Logos of TCS, HCLTech and Wipro.
Credit: Reuters Photos
Bengaluru: India’s top IT services providers recently released their third quarterly earnings of the current fiscal year (Q3FY25), which were largely subdued, however, they remain cautiously optimistic. Historically, the third quarter of a financial year is usually weak for the IT companies due to seasonal furloughs.
Higher attrition also emerged as a key trend in the latest quarterly results while net workforce addition also slowed. Out of the top 4, only Wipro and Tata Consultancy Services (TCS) shared an outlook on hiring.
While Bengaluru-based Wipro maintained it at 10,000 - 11,000 professionals (same as FY25), TCS is looking to hire more than 40,000 freshers in FY26. However, these companies also posted a collective net decline of 6,527 employees in their workforce in Q3.
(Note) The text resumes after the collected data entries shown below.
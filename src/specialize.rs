//! Just-in-time clause specialization.
//!
//! When a lookup stalls at a trie node because no child exists for the next
//! `functor/arity` on the goal's spine, the node's generic clause is a
//! candidate for *lifting*. After `threshold` stalls on the same node and key
//! the clause is instantiated with that functor at its spine tail and handed
//! to a partial-evaluation predicate written in the program itself:
//!
//! ```text
//! lift(Clause, Specialized, Auxiliaries)
//! ```
//!
//! On success `Specialized` is stored under a new trie node, each auxiliary
//! clause is stored once, and the specialized clause answers the stalled
//! lookup. On failure a clause with body `fail` is stored in its place, so the
//! lookup and every later identical one fail without lifting again.
//!
//! Partial evaluation runs through the ordinary resolution loop on a
//! suspended goal stack; the specializer is locked meanwhile and stalls seen
//! during that run fall back to the generic clauses.

use std::collections::{HashMap, HashSet};
use std::convert::Infallible;

use tracing::{debug, info, warn};

use crate::arena::NodeId;
use crate::config::SpecializationConfig;
use crate::database::{Bucket, Match};
use crate::engine::Engine;
use crate::error::EngineError;
use crate::fingerprint::{Canonicalizable, HashValue, DOMAIN_CLAUSE_HEAD_V0};
use crate::names;
use crate::prototype::{max_reg, Registers};
use crate::term::{rebuild, Clause, FunctorKey, RegId, Term, Visit};

/// Lifting state: stall counters, declined slots and installed auxiliaries.
#[derive(Debug, Clone)]
pub struct Specializer {
    threshold: u32,
    predicate: String,
    counters: HashMap<(NodeId, FunctorKey), u32>,
    declined: HashSet<(NodeId, FunctorKey)>,
    installed: HashSet<HashValue>,
    locked: bool,
    lifted: usize,
}

impl Specializer {
    pub fn new(config: &SpecializationConfig) -> Self {
        Self {
            threshold: config.threshold.max(1),
            predicate: config.predicate.clone(),
            counters: HashMap::new(),
            declined: HashSet::new(),
            installed: HashSet::new(),
            locked: false,
            lifted: 0,
        }
    }

    /// Whether a partial evaluation is in progress.
    pub fn is_locked(&self) -> bool {
        self.locked
    }

    /// Number of clauses installed by lifting, failing ones included.
    pub fn lifted(&self) -> usize {
        self.lifted
    }

    pub(crate) fn unlock(&mut self) {
        self.locked = false;
    }
}

/// Outcome of a partial evaluation.
enum Evaluation {
    Specialized { clause: Term, auxiliaries: Vec<Term> },
    Failed,
}

impl Engine {
    /// Offers a stalled lookup to the specializer.
    ///
    /// Returns the match that should answer the lookup when a clause was
    /// installed, or `None` to fall back to the generic clause.
    pub(crate) fn try_lift(
        &mut self,
        node: NodeId,
        key: &FunctorKey,
    ) -> Result<Option<Match>, EngineError> {
        let Some(spec) = self.specializer.as_mut() else {
            return Ok(None);
        };
        if spec.locked || self.db.is_fixed(node) {
            return Ok(None);
        }
        let slot = (node, key.clone());
        if spec.declined.contains(&slot) {
            return Ok(None);
        }
        let count = spec.counters.entry(slot.clone()).or_insert(0);
        *count += 1;
        if *count < spec.threshold {
            return Ok(None);
        }
        debug!(node = %node, key = %key, "attempting to lift");

        let Some(lifted) = self.lifted_statement(node, key) else {
            self.decline(slot);
            return Ok(None);
        };
        if !self.has_partial_evaluator() {
            debug!(key = %key, "no partial-evaluation clauses; declining");
            self.decline(slot);
            return Ok(None);
        }

        self.set_lock(true);
        let outcome = self.partially_evaluate(&lifted);
        self.set_lock(false);

        let matched = match outcome? {
            Evaluation::Specialized { clause, auxiliaries } => {
                for aux in auxiliaries {
                    self.install_auxiliary(aux);
                }
                let (id, node) = self.db.store(clause);
                info!(clause = %self.db.statement(id), "installed specialized clause");
                Match { node, clause: id, bucket: Bucket::Exact }
            }
            Evaluation::Failed => {
                let head = match Clause::from_statement(&lifted) {
                    Some(clause) => clause.head,
                    None => return Err(EngineError::MalformedStatement(lifted.to_string())),
                };
                let failing = Clause::new(head, Term::constant(names::FAIL)).to_statement();
                let (id, node) = self.db.store(failing);
                info!(clause = %self.db.statement(id), "installed failing clause");
                Match { node, clause: id, bucket: Bucket::Exact }
            }
        };
        if let Some(spec) = self.specializer.as_mut() {
            spec.lifted += 1;
        }
        Ok(Some(matched))
    }

    fn set_lock(&mut self, locked: bool) {
        if let Some(spec) = self.specializer.as_mut() {
            spec.locked = locked;
        }
    }

    fn decline(&mut self, slot: (NodeId, FunctorKey)) {
        if let Some(spec) = self.specializer.as_mut() {
            spec.declined.insert(slot);
        }
    }

    /// The node's generic statement with its spine tail replaced by
    /// `key.name(fresh registers...)`, or `None` when it cannot be lifted.
    fn lifted_statement(&self, node: NodeId, key: &FunctorKey) -> Option<Term> {
        let statement = match self.db.exact(node) {
            [id] => self.db.statement(*id).clone(),
            [] => return None,
            many => {
                warn!(node = %node, clauses = many.len(), "cannot lift an ambiguous node");
                return None;
            }
        };
        let clause = Clause::from_statement(&statement)?;
        if clause.body.is_true() {
            return None;
        }
        let Term::Reg(tail) = spine_tail(&statement) else {
            return None;
        };
        let first = max_reg(&statement).map_or(0, |m| m + 1);
        let replacement = Term::compound_sym(
            key.name.clone(),
            (first..first + key.arity as u32).map(Term::reg).collect(),
        );
        Some(substitute(&statement, *tail, &replacement))
    }

    fn has_partial_evaluator(&self) -> bool {
        let Some(spec) = self.specializer.as_ref() else {
            return false;
        };
        let head = Term::compound(&spec.predicate, (0..3).map(Term::reg).collect());
        let pattern = Term::compound(names::CLAUSE, vec![head, Term::reg(3)]);
        // Prototype patterns never touch the heap: registers are not variables.
        let mut scratch = crate::heap::Heap::new(0, 0);
        match self.db.descend(&mut scratch, &pattern) {
            Ok(descent) => descent.terminal.is_some_and(|t| {
                !self.db.exact(t).is_empty() || !self.db.below(t).is_empty()
            }),
            Err(_) => false,
        }
    }

    /// Runs the partial-evaluation predicate on `lifted` with the caller's
    /// resolution state suspended.
    fn partially_evaluate(&mut self, lifted: &Term) -> Result<Evaluation, EngineError> {
        let goals = self.goals.take();
        let fail_continuation = std::mem::replace(&mut self.fail_continuation, 0);
        let failure = std::mem::take(&mut self.failure);
        let regs = std::mem::take(&mut self.regs);
        let cp = self.heap.create_choice_point(0);

        let outcome = self.run_partial_evaluation(lifted);
        match &outcome {
            Ok(Evaluation::Specialized { .. }) => self.heap.commit(&cp),
            Ok(Evaluation::Failed) => self.heap.rollback(&cp)?,
            Err(_) => {}
        }

        self.goals.restore(goals);
        self.fail_continuation = fail_continuation;
        self.failure = failure;
        self.regs = regs;
        outcome
    }

    fn run_partial_evaluation(&mut self, lifted: &Term) -> Result<Evaluation, EngineError> {
        let predicate = match self.specializer.as_ref() {
            Some(spec) => spec.predicate.clone(),
            None => return Ok(Evaluation::Failed),
        };
        let mut regs = Registers::new();
        let clause = self.heap.unify_read(&mut regs, lifted)?;
        let specialized = self.var()?;
        let auxiliaries = self.var()?;
        let goal = Term::compound(
            &predicate,
            vec![clause, specialized.clone(), auxiliaries.clone()],
        );
        if !self.solve(&goal)? {
            debug!("partial evaluation failed");
            return Ok(Evaluation::Failed);
        }
        let (clause, _) = self.heap.to_prototype(&specialized)?;
        let items = self
            .heap
            .list_items(&auxiliaries)?
            .ok_or_else(|| EngineError::type_error("lift", "list", &auxiliaries))?;
        let mut protos = Vec::with_capacity(items.len());
        for item in &items {
            protos.push(self.heap.to_prototype(item)?.0);
        }
        Ok(Evaluation::Specialized {
            clause,
            auxiliaries: protos,
        })
    }

    /// Stores an auxiliary clause unless one with the same head was stored
    /// before.
    fn install_auxiliary(&mut self, aux: Term) {
        let aux = Clause::statement_of(aux);
        let head = Clause::from_statement(&aux).map_or_else(|| aux.clone(), |c| c.head);
        let key = head.fingerprint(DOMAIN_CLAUSE_HEAD_V0);
        let fresh = self
            .specializer
            .as_mut()
            .is_some_and(|spec| spec.installed.insert(key));
        if fresh {
            debug!(clause = %aux, "installed auxiliary clause");
            self.db.store(aux);
        }
    }
}

/// First non-compound term on the left spine, or the marker that stops it.
fn spine_tail(term: &Term) -> &Term {
    let mut cur = term;
    while let Term::Compound(c) = cur {
        match c.args.first() {
            Some(first) if !c.is_dynamic_marker() => cur = first,
            _ => break,
        }
    }
    cur
}

fn substitute(term: &Term, reg: RegId, replacement: &Term) -> Term {
    let image = rebuild(&mut (), term, |_, t| {
        Ok::<_, Infallible>(match t {
            Term::Reg(id) if *id == reg => Visit::Leaf(replacement.clone()),
            Term::Compound(c) => Visit::Descend(c.clone()),
            other => Visit::Leaf(other.clone()),
        })
    });
    match image {
        Ok(image) => image,
        Err(never) => match never {},
    }
}

#[cfg(test)]
mod tests {
    use super::*;

    #[test]
    fn spine_tail_follows_first_arguments() {
        let t = Term::compound(
            names::CLAUSE,
            vec![Term::compound("p", vec![Term::reg(2), Term::reg(0)]), Term::reg(1)],
        );
        assert_eq!(spine_tail(&t), &Term::reg(2));
        let marked = Term::compound(names::DYNAMIC, vec![Term::reg(0)]);
        assert!(spine_tail(&marked).is_compound());
    }

    #[test]
    fn substitute_replaces_every_occurrence() {
        let t = Term::compound("f", vec![Term::reg(0), Term::compound("g", vec![Term::reg(0)])]);
        let r = Term::compound(".", vec![Term::reg(5), Term::reg(6)]);
        let out = substitute(&t, RegId::new(0), &r);
        assert_eq!(out, Term::compound("f", vec![r.clone(), Term::compound("g", vec![r])]));
    }
}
While HCLTech did not give an outlook, its total headcount is going to fall short of the 10,000 target for the ongoing financial year, according to the estimates given by the firm during earnings call.
Analysts who spoke to DH are of the view that a muted hiring is likely to follow in the next financial year, however, hopes are pinned on supportive policies by US President Donald Trump boosting demand, resulting in more deals and a subsequent uptick in hiring.
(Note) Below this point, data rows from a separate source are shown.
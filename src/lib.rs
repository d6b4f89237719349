//! Detalion: a committed-choice logic-programming engine.
//!
//! Programs are sets of `clause(Head, Body)` statements over first-order
//! terms. The engine resolves goals against the unique most specific clause
//! found through a trie index on the left spine of each term, so a
//! well-formed program is deterministic by construction: there is no
//! backtracking over alternative clauses, only the explicit choice points
//! opened by control builtins such as `if/3` and `eval/4`.
//!
//! The crate provides:
//! - a WAM-style heap with a trail and LIFO choice points ([`heap`]),
//! - unification and prototype instantiation ([`unify`], [`prototype`]),
//! - the trie-indexed clause database ([`database`]),
//! - the resolution loop and builtin registry ([`engine`], [`builtins`]),
//! - optional just-in-time clause specialization ([`specialize`]).
//!
//! # Names
//! Engine-reserved symbols live in the `/detalion#` namespace; see [`names`].
//!
//! # Example
//!
//! ```
//! use detalion::prelude::*;
//!
//! let mut engine = Engine::new(EngineConfig::default()).unwrap();
//! // double(X, Y) :- plus(X, X, Y)
//! engine.store_clause(&Clause::new(
//!     Term::compound("double", vec![Term::reg(0), Term::reg(1)]),
//!     Term::compound(&names::qualified("plus"), vec![Term::reg(0), Term::reg(0), Term::reg(1)]),
//! ));
//! let y = engine.var().unwrap();
//! assert!(engine.call(&Term::compound("double", vec![Term::int(21), y.clone()])).unwrap());
//! assert_eq!(engine.resolve(&y).unwrap(), Term::int(42));
//! ```

pub mod arena;
pub mod builtins;
pub mod config;
pub mod database;
pub mod engine;
pub mod error;
pub mod fingerprint;
pub mod heap;
pub mod names;
pub mod program;
pub mod prototype;
pub mod specialize;
pub mod term;
pub mod unify;

pub use config::{EngineConfig, SpecializationConfig};
pub use database::{ClauseId, Database};
pub use engine::{BuiltinFn, Engine};
pub use error::{ConfigError, EngineError, ProgramError};
pub use heap::{ChoicePoint, Heap};
pub use program::Program;
pub use term::{Clause, Term};

/// Prelude for convenient usage.
pub mod prelude {
    pub use crate::config::{EngineConfig, SpecializationConfig};
    pub use crate::database::{Bucket, ClauseId, Database, Match, Selection};
    pub use crate::engine::{BuiltinFn, Engine};
    pub use crate::error::{ConfigError, EngineError, ProgramError};
    pub use crate::fingerprint::{term_hash, Canonicalizable, HashValue};
    pub use crate::heap::{ChoicePoint, Heap};
    pub use crate::names;
    pub use crate::program::Program;
    pub use crate::prototype::{mode_from_str, Registers};
    pub use crate::specialize::Specializer;
    pub use crate::term::{Addr, Clause, FunctorKey, Number, RegId, Term};
}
For India’s IT export sector, scarcity of mega deals is a key challenge. While TCS posted a robust total contract value (TCV), Wipro and Infosys reported lower deals in the third quarter as compared to the preceding year. “Cost optimisation remains a top priority for clients, leading to delays in large-scale transformation projects,” said Krishna Vij, Vice President, Teamlease Digital.
However, analysts believe that going ahead, a trend of multi-source deals might also take over as mega deals are becoming unpopular. Clients are moving towards multi-sourced deals as it allows them to be selective on opportunities and certain demands.
“If you look at some of these IT companies, they are very selective in terms of picking up the deal so these smaller deals can be more profitable and provide more opportunities. When a company signs large deals, they also take over the complete legacy infrastructure as well and the environment which needs to be transformed which may not always be that lucrative,” said DD Mishra, vice president - analyst at Gartner.
While the sector is expected to revive gradually as sectoral experts pencil in a better 2025, profit pressure is likely to persist. Three out of the top four IT companies have raised their revenue guidance for 2024-25 on the back of improvements in discretionary spending by clients. Meanwhile, HCLTech estimates the calendar year 2025 to be better than the previous year.
Another hurdle for the sector is that while deals continue to happen, the lag period has only increased, impairing revenue flows. “Although clients are signing deals, they are going a little slow in terms of expenditure. When the overall macroeconomic environment is not conducive for bringing in change at a speed that one wants, clients tend to go slow in terms of their plans. Hence, a slow execution takes a bit of a hit and revenue generation for these IT services companies becomes a little difficult,” explained Deepak Jotwani, Vice President and Sector Analyst, ICRA.
The Indian IT sector is undergoing a period of uncertainty, largely due to global economic factors. While demand in the US seems to be picking up, Europe continues to be soft. Companies and analysts are closely watching policy changes on the back of a new administration in the US (given that majority of clients for these companies are US-based) as it is going to have a significant impact on the spending capabilities and orderbooks.